• Instructions for the task: Within the entries below, every line containing "product" is to be copied.

Dataset entries:
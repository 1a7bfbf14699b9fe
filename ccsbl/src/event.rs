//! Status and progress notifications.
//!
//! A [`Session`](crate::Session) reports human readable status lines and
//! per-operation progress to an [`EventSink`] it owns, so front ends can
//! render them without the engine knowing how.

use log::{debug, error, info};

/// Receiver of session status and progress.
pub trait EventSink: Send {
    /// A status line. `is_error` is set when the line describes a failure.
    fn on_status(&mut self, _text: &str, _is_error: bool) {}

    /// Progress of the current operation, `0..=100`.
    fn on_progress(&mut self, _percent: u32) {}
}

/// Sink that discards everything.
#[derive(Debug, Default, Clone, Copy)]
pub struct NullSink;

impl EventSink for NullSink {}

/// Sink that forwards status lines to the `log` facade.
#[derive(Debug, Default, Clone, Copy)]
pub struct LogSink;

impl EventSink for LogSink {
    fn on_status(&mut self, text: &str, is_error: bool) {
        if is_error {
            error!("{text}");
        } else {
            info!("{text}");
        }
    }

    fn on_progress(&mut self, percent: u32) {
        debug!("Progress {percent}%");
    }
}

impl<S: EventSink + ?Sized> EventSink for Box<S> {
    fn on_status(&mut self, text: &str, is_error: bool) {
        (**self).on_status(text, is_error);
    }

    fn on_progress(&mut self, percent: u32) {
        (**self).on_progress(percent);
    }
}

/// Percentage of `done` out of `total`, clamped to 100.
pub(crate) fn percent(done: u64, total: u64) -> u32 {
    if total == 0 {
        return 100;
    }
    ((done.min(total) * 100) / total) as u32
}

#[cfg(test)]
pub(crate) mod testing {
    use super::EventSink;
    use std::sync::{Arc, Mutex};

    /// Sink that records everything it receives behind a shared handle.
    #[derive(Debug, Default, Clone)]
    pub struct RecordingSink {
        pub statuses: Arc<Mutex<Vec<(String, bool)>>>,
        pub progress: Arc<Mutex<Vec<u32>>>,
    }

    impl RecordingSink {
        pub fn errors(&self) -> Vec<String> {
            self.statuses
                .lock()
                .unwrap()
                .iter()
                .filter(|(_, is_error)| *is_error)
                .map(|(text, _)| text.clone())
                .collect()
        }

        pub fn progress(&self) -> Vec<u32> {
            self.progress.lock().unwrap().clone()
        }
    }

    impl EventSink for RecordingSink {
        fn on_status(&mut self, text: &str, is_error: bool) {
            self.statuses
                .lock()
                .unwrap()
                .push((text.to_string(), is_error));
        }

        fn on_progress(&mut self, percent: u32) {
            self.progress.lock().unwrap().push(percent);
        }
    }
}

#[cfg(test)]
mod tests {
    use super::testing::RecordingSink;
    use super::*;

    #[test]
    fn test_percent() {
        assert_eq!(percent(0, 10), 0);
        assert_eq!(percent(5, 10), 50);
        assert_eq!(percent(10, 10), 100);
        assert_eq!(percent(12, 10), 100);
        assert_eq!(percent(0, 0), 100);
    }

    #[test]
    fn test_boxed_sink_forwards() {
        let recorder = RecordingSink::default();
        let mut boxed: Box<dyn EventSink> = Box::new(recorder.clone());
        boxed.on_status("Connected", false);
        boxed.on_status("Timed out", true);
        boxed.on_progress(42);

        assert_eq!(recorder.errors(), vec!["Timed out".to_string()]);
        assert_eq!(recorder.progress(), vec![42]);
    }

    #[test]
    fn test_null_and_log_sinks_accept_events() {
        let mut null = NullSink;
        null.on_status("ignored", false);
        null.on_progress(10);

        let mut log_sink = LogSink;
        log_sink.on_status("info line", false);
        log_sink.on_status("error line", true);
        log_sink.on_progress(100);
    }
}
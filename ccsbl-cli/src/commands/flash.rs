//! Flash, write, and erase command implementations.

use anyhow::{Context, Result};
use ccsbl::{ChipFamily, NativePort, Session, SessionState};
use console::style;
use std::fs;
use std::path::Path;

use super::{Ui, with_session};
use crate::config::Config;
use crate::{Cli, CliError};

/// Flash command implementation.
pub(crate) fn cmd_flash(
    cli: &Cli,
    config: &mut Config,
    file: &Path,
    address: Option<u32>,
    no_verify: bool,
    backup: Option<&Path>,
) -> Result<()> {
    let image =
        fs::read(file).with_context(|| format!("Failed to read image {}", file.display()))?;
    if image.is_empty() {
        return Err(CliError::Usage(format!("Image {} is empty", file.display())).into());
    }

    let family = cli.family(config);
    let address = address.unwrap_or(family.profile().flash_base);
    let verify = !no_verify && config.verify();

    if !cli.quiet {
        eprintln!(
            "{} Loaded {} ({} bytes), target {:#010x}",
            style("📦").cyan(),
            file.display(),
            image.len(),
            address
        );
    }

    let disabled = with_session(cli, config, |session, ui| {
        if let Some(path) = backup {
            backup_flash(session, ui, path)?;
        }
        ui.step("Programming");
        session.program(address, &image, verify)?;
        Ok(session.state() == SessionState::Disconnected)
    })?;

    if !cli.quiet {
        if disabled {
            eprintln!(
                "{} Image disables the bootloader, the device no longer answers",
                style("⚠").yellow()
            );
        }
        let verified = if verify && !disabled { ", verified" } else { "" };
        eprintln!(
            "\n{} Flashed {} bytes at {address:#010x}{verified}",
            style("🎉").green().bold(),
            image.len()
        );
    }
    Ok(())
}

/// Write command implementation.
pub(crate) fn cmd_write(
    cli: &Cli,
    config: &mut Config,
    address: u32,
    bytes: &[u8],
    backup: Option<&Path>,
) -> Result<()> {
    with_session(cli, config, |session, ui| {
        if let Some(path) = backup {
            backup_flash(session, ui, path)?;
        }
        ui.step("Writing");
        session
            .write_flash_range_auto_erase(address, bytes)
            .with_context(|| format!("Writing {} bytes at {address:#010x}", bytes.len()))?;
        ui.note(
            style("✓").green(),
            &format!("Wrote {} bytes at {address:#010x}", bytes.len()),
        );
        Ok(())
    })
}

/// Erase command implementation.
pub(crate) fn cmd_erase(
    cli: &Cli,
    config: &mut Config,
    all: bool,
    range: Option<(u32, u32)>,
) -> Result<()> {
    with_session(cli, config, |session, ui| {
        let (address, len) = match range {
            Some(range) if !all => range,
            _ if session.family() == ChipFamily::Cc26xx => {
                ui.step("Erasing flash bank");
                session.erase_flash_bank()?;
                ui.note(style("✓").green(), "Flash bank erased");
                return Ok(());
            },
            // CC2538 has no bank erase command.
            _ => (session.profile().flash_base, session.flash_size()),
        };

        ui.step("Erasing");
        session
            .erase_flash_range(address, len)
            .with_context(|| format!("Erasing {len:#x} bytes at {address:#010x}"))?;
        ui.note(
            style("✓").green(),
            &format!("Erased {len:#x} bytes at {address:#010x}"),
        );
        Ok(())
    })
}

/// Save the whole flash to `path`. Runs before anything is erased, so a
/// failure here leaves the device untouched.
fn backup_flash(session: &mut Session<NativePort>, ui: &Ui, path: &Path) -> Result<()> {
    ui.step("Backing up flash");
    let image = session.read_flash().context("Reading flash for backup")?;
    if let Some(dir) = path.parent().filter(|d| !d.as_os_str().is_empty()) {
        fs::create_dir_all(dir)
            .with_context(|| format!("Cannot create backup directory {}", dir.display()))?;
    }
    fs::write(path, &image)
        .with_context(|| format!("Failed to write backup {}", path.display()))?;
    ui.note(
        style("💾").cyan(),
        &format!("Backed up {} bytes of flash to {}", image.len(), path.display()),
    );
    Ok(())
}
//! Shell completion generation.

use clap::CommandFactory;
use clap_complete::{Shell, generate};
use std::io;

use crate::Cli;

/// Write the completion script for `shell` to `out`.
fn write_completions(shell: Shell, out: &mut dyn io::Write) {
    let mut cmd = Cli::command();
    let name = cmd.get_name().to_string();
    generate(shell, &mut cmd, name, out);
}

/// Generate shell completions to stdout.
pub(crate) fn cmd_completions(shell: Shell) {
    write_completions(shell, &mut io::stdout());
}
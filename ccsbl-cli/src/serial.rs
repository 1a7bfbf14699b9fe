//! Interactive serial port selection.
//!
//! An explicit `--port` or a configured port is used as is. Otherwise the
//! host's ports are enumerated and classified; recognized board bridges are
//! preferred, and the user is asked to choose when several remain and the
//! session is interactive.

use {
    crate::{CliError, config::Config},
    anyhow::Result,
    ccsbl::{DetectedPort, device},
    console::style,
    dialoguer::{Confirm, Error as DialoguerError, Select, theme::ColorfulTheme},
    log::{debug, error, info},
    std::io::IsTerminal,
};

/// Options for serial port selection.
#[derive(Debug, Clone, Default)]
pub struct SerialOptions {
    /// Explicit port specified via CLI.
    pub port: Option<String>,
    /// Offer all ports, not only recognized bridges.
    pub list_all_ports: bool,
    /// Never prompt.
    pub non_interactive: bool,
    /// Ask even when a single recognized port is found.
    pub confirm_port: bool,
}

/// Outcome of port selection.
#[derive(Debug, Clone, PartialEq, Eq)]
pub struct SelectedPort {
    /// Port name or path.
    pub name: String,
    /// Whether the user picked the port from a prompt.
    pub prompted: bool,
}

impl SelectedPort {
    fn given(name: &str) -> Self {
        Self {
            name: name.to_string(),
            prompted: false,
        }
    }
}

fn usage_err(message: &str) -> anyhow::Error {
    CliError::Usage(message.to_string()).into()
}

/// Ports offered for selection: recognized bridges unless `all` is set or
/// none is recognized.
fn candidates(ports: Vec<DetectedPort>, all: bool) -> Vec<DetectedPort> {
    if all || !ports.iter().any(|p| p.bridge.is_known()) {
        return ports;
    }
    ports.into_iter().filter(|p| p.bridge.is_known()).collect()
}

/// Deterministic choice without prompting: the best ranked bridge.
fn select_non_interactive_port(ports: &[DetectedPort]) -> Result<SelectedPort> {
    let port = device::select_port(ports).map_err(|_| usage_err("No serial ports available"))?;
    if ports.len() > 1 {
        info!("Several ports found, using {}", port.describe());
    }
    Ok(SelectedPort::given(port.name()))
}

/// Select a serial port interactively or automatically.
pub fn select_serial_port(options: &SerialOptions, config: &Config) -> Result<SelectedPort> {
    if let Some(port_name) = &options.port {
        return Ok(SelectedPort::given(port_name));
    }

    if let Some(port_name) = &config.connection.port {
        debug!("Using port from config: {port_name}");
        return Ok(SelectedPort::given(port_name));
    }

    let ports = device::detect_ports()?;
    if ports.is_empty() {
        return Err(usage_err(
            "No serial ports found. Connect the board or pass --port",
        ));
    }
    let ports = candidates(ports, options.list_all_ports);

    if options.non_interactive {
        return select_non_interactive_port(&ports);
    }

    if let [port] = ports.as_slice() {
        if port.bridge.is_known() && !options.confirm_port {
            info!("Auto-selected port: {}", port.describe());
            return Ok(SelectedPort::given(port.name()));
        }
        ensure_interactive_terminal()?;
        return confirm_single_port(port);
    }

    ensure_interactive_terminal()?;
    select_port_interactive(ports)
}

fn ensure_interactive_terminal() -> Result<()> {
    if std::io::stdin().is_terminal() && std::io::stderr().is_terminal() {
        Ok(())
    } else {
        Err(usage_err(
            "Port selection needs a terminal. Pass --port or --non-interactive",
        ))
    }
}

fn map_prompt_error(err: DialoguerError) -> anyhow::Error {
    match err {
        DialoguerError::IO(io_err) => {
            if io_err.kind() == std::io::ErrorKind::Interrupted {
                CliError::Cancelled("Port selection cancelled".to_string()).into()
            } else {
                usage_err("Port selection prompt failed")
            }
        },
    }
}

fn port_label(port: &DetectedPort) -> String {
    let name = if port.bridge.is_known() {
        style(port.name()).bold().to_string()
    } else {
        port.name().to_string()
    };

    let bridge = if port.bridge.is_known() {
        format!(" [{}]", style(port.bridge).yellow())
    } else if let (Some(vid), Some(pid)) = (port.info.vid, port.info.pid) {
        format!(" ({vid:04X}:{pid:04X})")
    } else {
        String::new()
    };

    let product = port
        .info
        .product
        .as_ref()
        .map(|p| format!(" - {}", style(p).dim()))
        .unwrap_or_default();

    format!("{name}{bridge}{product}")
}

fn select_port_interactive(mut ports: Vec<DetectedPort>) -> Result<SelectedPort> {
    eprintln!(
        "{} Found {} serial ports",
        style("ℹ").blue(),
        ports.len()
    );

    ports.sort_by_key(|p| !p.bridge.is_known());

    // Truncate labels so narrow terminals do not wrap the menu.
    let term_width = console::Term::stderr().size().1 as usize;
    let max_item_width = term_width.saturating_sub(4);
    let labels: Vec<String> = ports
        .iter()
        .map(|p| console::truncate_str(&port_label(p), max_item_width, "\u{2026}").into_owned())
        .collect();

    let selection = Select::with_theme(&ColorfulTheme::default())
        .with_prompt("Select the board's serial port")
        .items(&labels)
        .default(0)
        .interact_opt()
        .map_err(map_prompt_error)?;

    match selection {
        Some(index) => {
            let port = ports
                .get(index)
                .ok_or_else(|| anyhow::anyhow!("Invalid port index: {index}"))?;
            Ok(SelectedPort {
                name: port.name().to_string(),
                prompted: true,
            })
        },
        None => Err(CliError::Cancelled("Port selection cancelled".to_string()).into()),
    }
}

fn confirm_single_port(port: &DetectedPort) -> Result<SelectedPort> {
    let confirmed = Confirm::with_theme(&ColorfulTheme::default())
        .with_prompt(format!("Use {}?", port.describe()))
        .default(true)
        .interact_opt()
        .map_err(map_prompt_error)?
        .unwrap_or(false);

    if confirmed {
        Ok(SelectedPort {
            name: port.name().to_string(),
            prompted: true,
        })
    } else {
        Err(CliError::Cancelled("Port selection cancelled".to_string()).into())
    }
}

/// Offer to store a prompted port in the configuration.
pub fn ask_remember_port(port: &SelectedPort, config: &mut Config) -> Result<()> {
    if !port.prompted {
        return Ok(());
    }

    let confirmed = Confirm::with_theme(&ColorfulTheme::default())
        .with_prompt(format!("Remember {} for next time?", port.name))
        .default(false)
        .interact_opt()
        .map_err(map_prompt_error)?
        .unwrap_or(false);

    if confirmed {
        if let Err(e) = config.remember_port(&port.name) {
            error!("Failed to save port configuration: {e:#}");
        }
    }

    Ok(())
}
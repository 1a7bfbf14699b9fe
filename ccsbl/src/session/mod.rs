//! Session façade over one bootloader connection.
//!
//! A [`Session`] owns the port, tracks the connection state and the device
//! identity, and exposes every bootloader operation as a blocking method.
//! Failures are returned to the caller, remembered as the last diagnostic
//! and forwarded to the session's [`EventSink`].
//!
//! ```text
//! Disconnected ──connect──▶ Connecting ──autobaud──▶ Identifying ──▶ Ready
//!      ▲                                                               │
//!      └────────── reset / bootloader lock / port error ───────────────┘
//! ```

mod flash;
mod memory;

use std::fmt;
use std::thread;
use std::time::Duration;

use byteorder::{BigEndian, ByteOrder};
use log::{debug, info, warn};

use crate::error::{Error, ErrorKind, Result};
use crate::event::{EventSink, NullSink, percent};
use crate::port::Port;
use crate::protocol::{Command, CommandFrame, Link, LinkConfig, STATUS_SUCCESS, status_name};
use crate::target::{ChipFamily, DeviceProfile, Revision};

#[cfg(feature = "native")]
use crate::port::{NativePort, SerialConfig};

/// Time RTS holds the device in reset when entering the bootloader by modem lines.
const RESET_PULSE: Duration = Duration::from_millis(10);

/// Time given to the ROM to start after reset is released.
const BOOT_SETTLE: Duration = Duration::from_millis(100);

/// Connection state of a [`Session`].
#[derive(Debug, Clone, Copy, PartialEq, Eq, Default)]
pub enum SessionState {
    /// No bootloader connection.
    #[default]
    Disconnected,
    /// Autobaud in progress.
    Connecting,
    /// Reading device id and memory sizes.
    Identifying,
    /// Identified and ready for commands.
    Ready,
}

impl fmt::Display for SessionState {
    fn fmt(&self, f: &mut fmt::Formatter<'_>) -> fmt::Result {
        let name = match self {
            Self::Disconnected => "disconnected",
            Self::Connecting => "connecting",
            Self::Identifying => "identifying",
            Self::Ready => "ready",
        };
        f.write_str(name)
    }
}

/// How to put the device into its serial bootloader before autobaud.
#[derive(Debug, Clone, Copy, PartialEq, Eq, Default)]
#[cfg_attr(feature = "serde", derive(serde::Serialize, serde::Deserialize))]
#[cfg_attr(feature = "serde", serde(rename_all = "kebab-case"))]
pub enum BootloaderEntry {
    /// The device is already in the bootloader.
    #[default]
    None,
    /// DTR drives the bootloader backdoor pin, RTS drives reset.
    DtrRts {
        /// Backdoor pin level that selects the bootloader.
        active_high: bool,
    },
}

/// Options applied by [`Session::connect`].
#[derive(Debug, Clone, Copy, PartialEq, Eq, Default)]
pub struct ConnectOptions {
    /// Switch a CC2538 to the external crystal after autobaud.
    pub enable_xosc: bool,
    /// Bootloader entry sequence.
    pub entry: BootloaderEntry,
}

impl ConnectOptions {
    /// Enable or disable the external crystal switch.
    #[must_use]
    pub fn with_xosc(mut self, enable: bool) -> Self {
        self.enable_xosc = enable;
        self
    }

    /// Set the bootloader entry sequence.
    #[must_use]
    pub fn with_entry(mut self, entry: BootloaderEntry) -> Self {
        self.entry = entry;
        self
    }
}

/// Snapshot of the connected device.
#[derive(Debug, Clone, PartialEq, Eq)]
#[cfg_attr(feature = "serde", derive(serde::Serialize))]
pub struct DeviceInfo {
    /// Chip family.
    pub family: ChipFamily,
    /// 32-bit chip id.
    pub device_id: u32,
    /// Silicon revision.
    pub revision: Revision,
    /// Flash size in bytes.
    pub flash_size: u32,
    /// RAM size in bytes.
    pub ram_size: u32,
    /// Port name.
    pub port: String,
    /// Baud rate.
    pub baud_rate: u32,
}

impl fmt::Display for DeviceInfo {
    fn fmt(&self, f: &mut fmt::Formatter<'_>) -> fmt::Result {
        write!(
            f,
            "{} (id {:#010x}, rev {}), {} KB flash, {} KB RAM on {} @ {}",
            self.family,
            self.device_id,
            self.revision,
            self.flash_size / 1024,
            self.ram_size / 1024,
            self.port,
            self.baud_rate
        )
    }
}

• Solution to the exercise:
    let product = port
        .product
    format!("{name}{bridge}{product}")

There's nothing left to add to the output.